----- PROVIDED RECORDS

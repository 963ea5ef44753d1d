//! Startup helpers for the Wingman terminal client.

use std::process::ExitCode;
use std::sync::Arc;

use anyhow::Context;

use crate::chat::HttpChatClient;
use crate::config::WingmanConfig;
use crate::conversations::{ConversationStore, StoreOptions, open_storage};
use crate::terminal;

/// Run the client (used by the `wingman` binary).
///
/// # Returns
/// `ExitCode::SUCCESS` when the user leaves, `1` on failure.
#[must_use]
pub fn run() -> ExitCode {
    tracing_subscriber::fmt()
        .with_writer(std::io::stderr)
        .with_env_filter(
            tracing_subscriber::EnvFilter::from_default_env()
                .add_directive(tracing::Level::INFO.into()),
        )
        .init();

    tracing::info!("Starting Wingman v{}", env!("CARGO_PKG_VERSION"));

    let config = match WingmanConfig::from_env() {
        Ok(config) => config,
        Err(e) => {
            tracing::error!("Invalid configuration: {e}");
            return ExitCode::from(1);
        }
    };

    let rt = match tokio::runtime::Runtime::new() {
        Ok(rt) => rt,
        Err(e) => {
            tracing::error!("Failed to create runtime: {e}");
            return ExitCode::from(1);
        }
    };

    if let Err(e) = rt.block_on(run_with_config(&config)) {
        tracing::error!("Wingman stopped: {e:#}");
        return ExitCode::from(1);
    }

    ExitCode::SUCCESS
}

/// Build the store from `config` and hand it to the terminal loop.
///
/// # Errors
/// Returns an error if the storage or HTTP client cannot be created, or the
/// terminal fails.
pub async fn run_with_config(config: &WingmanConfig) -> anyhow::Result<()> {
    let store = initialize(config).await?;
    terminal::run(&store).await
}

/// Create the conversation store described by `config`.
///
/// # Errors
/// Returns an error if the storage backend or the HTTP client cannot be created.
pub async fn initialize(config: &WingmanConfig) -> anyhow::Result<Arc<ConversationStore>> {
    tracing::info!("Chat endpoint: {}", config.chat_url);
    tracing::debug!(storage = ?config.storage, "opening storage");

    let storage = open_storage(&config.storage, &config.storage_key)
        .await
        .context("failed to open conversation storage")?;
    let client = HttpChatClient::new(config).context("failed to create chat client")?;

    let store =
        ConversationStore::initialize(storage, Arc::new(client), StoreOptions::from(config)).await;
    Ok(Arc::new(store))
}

----------

Above are some records; copy each line there that contains "ConversationStore".

use crate::conversations::{ConversationStore, StoreOptions, open_storage};
pub async fn initialize(config: &WingmanConfig) -> anyhow::Result<Arc<ConversationStore>> {
        ConversationStore::initialize(storage, Arc::new(client), StoreOptions::from(config)).await;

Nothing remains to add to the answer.